Tantalus revisited: digital age insights from time off line

Jan. 26, 2011

As I write this, I have now been 36 hours without internet access. Due to as yet undiagnosed technical issues, the router

tantalizes with mute, flashing lights but fails to connect. Every so often I will glance at the system with an innocent, child-like hope that a techno-miracle has

occurred, but, alas.

I realize that compared to the need for shelter, food, and clothing, the lack of Internet connectivity may seem like a trifling, first world problem.

"At least we have electricity," an eminently rational voice (i.e., my spouse) chimes in.

In a weird way, that makes it all the more frustrating - like having a race car sitting on blocks.

Here's what I can't do: I can't answer my voluminous email (some of which is actually important); I can't complete several work-related tasks that require Web research; I can't download and edit documents conveniently stored "in the cloud;" I can't complete online banking transactions or pay bills; I can't play online games (which I review for publication) and I can't even play several games stored on the computer that now demand online connectivity for security validation.

If I was teaching one of my online classes at CGCC, I would be unable to read student posts or respond. By the way, "The dog ate my homework" has now become "my Internet connection failed."

Again, the point is not that all - or even, any of these tasks and activities are a matter of life or death (some, however, are legitimately time-sensitive and contractually required); and there are inconvenient alternatives and workarounds to at least some of them.

This bit of an unplanned hiatus from digital connectivity is a simple, unpleasant reminder of how thoroughly the online world has insinuated itself into my life - into all our lives, more or less.

It may be, however, a good time to take stock - review the ledger balance so to speak (once the vision has cleared, the shaking has stopped, and the other withdrawal symptoms have abated a bit).

I have always been a gleefully willing early adopter, from my first little Timex/Sinclair computer (with 8K memory!), to learning BASIC on a Commodore PET, right up to purchasing the recently released iPad.

Without the power and convenience of music software, I would have been much less able to create music and materials for my students.

The online, public domain library is the source for nearly all of the choir's pre-1900 music, and the vast array of material available on iTunes means that I can explore every style, period, and geographical nook and cranny of the musical world.

My love of video gaming has allowed me to keep in practice as a journalist and reviewer.

Thanks almost entirely to Facebook, I was able to organize a 25-year reunion concert that brought back singers to HRV in a moving tribute to the lasting power of a human musical community.

So, the plus side of the technology ledger is, for me, unassailably strong.

A visit to the dark side, though, will offer counters to many of these conveniences.

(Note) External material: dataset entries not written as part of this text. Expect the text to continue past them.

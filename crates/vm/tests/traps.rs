//! Trap dispatch tests: exception tables installed by guest code, hand
//! assembled at fixed addresses.

use isa::encode::{encode_all, encode_branch_link};
use isa::instruction::ClearMode;
use isa::tables::{self, ContextEntry, ContextFlags, ContextTable};
use isa::{
    einfo, ExceptionKind, Flags, Instruction, MachineReg, PrivilegeLevel, Register, Size,
    RESET_VECTOR,
};
use vm::{BufferConsole, Vm};

use Instruction::*;

const EVT: u64 = 0x800;
const ECT: u64 = 0xa00;
const HANDLER: u64 = 0x500;
const STACK_TOP: u64 = 0x0010_0000;

/// Entry code at the reset vector: stack, both tables, then the body.
fn setup_code() -> Vec<Instruction> {
    vec![
        LoadImm {
            dst: Register::Sp,
            value: (STACK_TOP >> 16) as u16,
            shift: 16,
            clear: ClearMode::All,
        },
        LoadRel {
            dst: Register::R0,
            offset: (EVT - (RESET_VECTOR + 4 + 4)) as i32,
        },
        WriteMachine {
            id: MachineReg::Evtable.id(),
            src: Register::R0,
        },
        LoadRel {
            dst: Register::R0,
            offset: (ECT - (RESET_VECTOR + 12 + 4)) as i32,
        },
        WriteMachine {
            id: MachineReg::Ectable.id(),
            src: Register::R0,
        },
    ]
}

/// Image with setup + body at the reset vector, a handler at [`HANDLER`],
/// and the tables behind them. The `(pl0, user)` and `(pl1, user)` vector
/// slots both branch to the handler.
fn build_image(body: &[Instruction], handler: &[Instruction], ect: &ContextTable) -> Vec<u8> {
    let mut image = vec![0u8; (ECT + tables::CONTEXT_TABLE_SIZE) as usize];

    let mut code = setup_code();
    code.extend_from_slice(body);
    let code = encode_all(&code).unwrap();
    image[RESET_VECTOR as usize..RESET_VECTOR as usize + code.len()].copy_from_slice(&code);

    let handler = encode_all(handler).unwrap();
    image[HANDLER as usize..HANDLER as usize + handler.len()].copy_from_slice(&handler);

    for level in [PrivilegeLevel::Pl0, PrivilegeLevel::Pl1] {
        let slot = EVT + tables::vector_offset(level, ExceptionKind::User);
        let word = encode_branch_link(slot, HANDLER).unwrap();
        image[slot as usize..slot as usize + 4].copy_from_slice(&word.to_le_bytes());
    }

    image[ECT as usize..].copy_from_slice(&ect.to_bytes());
    image
}

fn run_image(image: Vec<u8>) -> Vm<BufferConsole> {
    let mut vm = Vm::new(1 << 20, BufferConsole::new());
    vm.load_image(&image).unwrap();
    assert!(vm.run(10_000), "program did not halt");
    vm
}

#[test]
fn user_trap_dispatches_and_resumes() {
    let body = [
        UserTrap { value: 0x42 },
        LoadImm {
            dst: Register::R5,
            value: 0x77,
            shift: 0,
            clear: ClearMode::All,
        },
        Ret,
    ];
    // No restore sequence here: r6 carries the cause out of the handler.
    let handler = [
        ReadMachine {
            dst: Register::R6,
            id: MachineReg::Einfo.id(),
        },
        Eret,
    ];
    let vm = run_image(build_image(&body, &handler, &ContextTable::default()));

    assert_eq!(einfo::kind(vm.cpu.regs[6]), ExceptionKind::User);
    assert_eq!(einfo::user_value(vm.cpu.regs[6]), 0x42);
    assert_eq!(vm.cpu.regs[5], 0x77, "execution did not resume after the trap");
}

#[test]
fn dispatch_switches_to_the_trap_stack() {
    let mut ect = ContextTable::default();
    *ect.entry_mut(PrivilegeLevel::Pl0, ExceptionKind::User) = ContextEntry {
        flags: ContextFlags::USE_STACK,
        stack_pointer: 0x8000,
        stack_size: 0x1000,
    };
    let body = [UserTrap { value: 1 }, Ret];
    let handler = [
        Copy {
            size: Size::Word,
            dst: Register::R7,
            src: Register::Sp,
        },
        Eret,
    ];
    let vm = run_image(build_image(&body, &handler, &ect));

    // handler ran on the trap stack's top, the interrupted sp came back
    assert_eq!(vm.cpu.regs[7], 0x9000);
    assert_eq!(vm.cpu.sp(), STACK_TOP);
}

#[test]
fn trap_stack_is_not_reentered() {
    // sp already inside the trap stack region: the hardware leaves it alone
    let mut ect = ContextTable::default();
    *ect.entry_mut(PrivilegeLevel::Pl0, ExceptionKind::User) = ContextEntry {
        flags: ContextFlags::USE_STACK,
        stack_pointer: 0x8000,
        stack_size: 0x1000,
    };
    let body = [
        LoadImm {
            dst: Register::Sp,
            value: 0x8800,
            shift: 0,
            clear: ClearMode::All,
        },
        UserTrap { value: 1 },
        Ret,
    ];
    let handler = [
        Copy {
            size: Size::Word,
            dst: Register::R7,
            src: Register::Sp,
        },
        Eret,
    ];
    let vm = run_image(build_image(&body, &handler, &ect));
    assert_eq!(vm.cpu.regs[7], 0x8800);
}

#[test]
fn traps_from_pl1_use_the_pl1_section_and_eret_returns_there() {
    let body = [
        // drop to pl1, then trap from there
        LoadImm {
            dst: Register::R2,
            value: Flags::PL1.bits() as u16,
            shift: 0,
            clear: ClearMode::All,
        },
        WriteMachine {
            id: MachineReg::Flags.id(),
            src: Register::R2,
        },
        UserTrap { value: 9 },
        Ret,
    ];
    let handler = [
        ReadMachine {
            dst: Register::R6,
            id: MachineReg::Einfo.id(),
        },
        ReadMachine {
            dst: Register::R8,
            id: MachineReg::Flags.id(),
        },
        Eret,
    ];
    let vm = run_image(build_image(&body, &handler, &ContextTable::default()));

    assert_eq!(einfo::user_value(vm.cpu.regs[6]), 9);
    // the handler itself ran at pl0
    assert_eq!(
        Flags::from_bits(vm.cpu.regs[8]).unwrap().privilege_level(),
        PrivilegeLevel::Pl0
    );
    // eret put the machine back at pl1
    assert_eq!(vm.cpu.flags.privilege_level(), PrivilegeLevel::Pl1);
}

#[test]
fn eret_outside_pl0_is_an_invalid_operation() {
    let mut vm = Vm::new(1 << 20, BufferConsole::new());
    let mut image = vec![0u8; RESET_VECTOR as usize];
    image.extend_from_slice(
        &encode_all(&[
            LoadImm {
                dst: Register::R2,
                value: Flags::PL1.bits() as u16,
                shift: 0,
                clear: ClearMode::All,
            },
            WriteMachine {
                id: MachineReg::Flags.id(),
                src: Register::R2,
            },
            Eret,
        ])
        .unwrap(),
    );
    vm.load_image(&image).unwrap();
    vm.step();
    vm.step();
    vm.step();
    assert_eq!(
        einfo::kind(vm.cpu.einfo()),
        ExceptionKind::InvalidOperation
    );
}

#[test]
fn installing_a_context_table_with_undefined_flags_faults() {
    let mut bytes = ContextTable::default().to_bytes();
    bytes[0] = 0x04; // undefined flag bit
    let mut image = vec![0u8; RESET_VECTOR as usize];
    image.extend_from_slice(
        &encode_all(&[
            LoadRel {
                dst: Register::R0,
                offset: (ECT - (RESET_VECTOR + 4)) as i32,
            },
            WriteMachine {
                id: MachineReg::Ectable.id(),
                src: Register::R0,
            },
        ])
        .unwrap(),
    );
    image.resize(ECT as usize, 0);
    image.extend_from_slice(&bytes);

    let mut vm = Vm::new(1 << 20, BufferConsole::new());
    vm.load_image(&image).unwrap();
    vm.step();
    vm.step();
    assert_eq!(
        einfo::kind(vm.cpu.einfo()),
        ExceptionKind::InvalidOperation
    );
    // the register was left untouched
    assert_eq!(vm.cpu.ectable(), 0);
}
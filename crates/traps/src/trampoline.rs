//! Handler trampolines.
//!
//! A vector slot branches here with the interrupted context still live in
//! the register file. The trampoline saves all sixteen registers, calls
//! the handler routine, restores them and resumes via `eret`. The handler
//! therefore sees an ordinary call and may clobber anything.

use isa::encode::relative_words;
use isa::{Instruction, Register, Size};

use crate::image::{BuildError, ImageBuilder};

/// Length of one trampoline: 8 pair pushes, the call, 8 pair pops, `eret`.
pub const TRAMPOLINE_WORDS: usize = 18;

/// Appends a trampoline that wraps the handler routine at `handler`, and
/// returns the trampoline's address (the value to install in the vector
/// slot).
pub fn append_trampoline(
    builder: &mut ImageBuilder,
    handler: u64,
) -> Result<u64, BuildError> {
    let base = builder.cursor();
    // The call sits after the eight pushes.
    let call_at = base + 8 * 4;
    let offset_words = relative_words(call_at, handler)?;
    let offset_words = i32::try_from(offset_words).map_err(|_| {
        BuildError::Encode(isa::EncodeError::DisplacementOverflow {
            offset_words,
            bits: 22,
        })
    })?;

    let mut code = Vec::with_capacity(TRAMPOLINE_WORDS);
    for pair in Register::ALL.chunks(2) {
        code.push(Instruction::PushPair {
            size: Size::Word,
            src1: Some(pair[0]),
            src2: Some(pair[1]),
        });
    }
    code.push(Instruction::CallRel {
        cond: None,
        offset_words,
    });
    for pair in Register::ALL.chunks(2).rev() {
        code.push(Instruction::PopPair {
            size: Size::Word,
            dst1: pair[0],
            dst2: pair[1],
        });
    }
    code.push(Instruction::Eret);

    builder.append_code(&code)
}

#[cfg(test)]
mod tests {
    use super::*;
    use isa::decode;

    #[test]
    fn trampoline_shape() {
        let mut builder = ImageBuilder::new();
        let handler = builder.append_code(&[Instruction::Ret]).unwrap();
        let addr = append_trampoline(&mut builder, handler).unwrap();

        let words: Vec<u32> = builder.bytes()[addr as usize..]
            .chunks(4)
            .take(TRAMPOLINE_WORDS)
            .map(|b| u32::from_le_bytes(b.try_into().unwrap()))
            .collect();
        assert_eq!(words.len(), TRAMPOLINE_WORDS);

        // save r0/r1 first, restore r14/r15 first, resume last
        assert_eq!(
            decode(words[0]),
            Some(Instruction::PushPair {
                size: Size::Word,
                src1: Some(Register::R0),
                src2: Some(Register::R1),
            })
        );
        assert!(matches!(
            decode(words[8]),
            Some(Instruction::CallRel { cond: None, .. })
        ));
        assert_eq!(
            decode(words[9]),
            Some(Instruction::PopPair {
                size: Size::Word,
                dst1: Register::Fp,
                dst2: Register::Lr,
            })
        );
        assert_eq!(decode(words[17]), Some(Instruction::Eret));
    }

    #[test]
    fn call_targets_the_handler() {
        let mut builder = ImageBuilder::new();
        let handler = builder.append_code(&[Instruction::Ret]).unwrap();
        let addr = append_trampoline(&mut builder, handler).unwrap();

        let call_at = addr + 8 * 4;
        let word = u32::from_le_bytes(
            builder.bytes()[call_at as usize..call_at as usize + 4]
                .try_into()
                .unwrap(),
        );
        let Some(Instruction::CallRel { offset_words, .. }) = decode(word) else {
            panic!("expected a call at word 8");
        };
        assert_eq!(
            (call_at + 4).wrapping_add((offset_words as i64 * 4) as u64),
            handler
        );
    }
}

The sheer amount of visual, auditory, and intellectual stimuli and entertainment opportunities have created a frazzled population (and I can attest to this) with a type of attention deficit disorder that makes reading a book an excruciating exercise in concentration.

We are a now nation of skimmers and samplers and rarely dive deeply into anything.

Given the fact that we have so many ways of communicating - Facebook, Twitter, email, texting - means that no one way is ever reliably effective.

A simple "note home to parents" now must be duplicated in a half dozen online formats, and still there is no guarantee anyone will get the message.

Students rarely read email, and if I turn to Facebook I may be able to communicate, but at the cost - and potential risk - of having to wade through endless banal, embarrassing, gross, or even incriminating status updates.

With every form of entertainment, news, and commentary available on demand, nothing is much valued and our ability to discriminate quality diminishes.

In an "instant gratification" culture, people lose sight of the commitment and dedication that real, lasting success and achievement require.

Surrounding all our technology, of course, is the complex web of environmental, political, and social dues that we pay, from the slave-wage miners who keep our labs supplied with required rare elements to the landfills choked with mountains of castoff electronic amusements.

Even the most Luddite-leaning of us have to concede that, short of a zombie apocalypse, we as a culture are "all in" with technology. It has become the playground and ecological niche of our evolved brains in the same way the natural world is the environment of our animal selves.

This is not to say we can't inhabit that world mindfully, or use technology consciously, or make a point of evaluating our relationship to the digital world now and then. In fact, how we use and relate to technology -and not, if - is really our only meaningful choice.

By and large, technology has enriched my life, increased by productivity, enhanced my creativity, and opened new opportunities for me intellectually and professionally.

But although technology has enhanced my life, it is not my life. If I am uncomfortable with an even slightly protracted break from digital connectivity, it is surely a sign that I have lost sight and touch, not with the online "community," but with myself.

Mark Steighner is a musician, writer, and music director at Hood River Valley High School.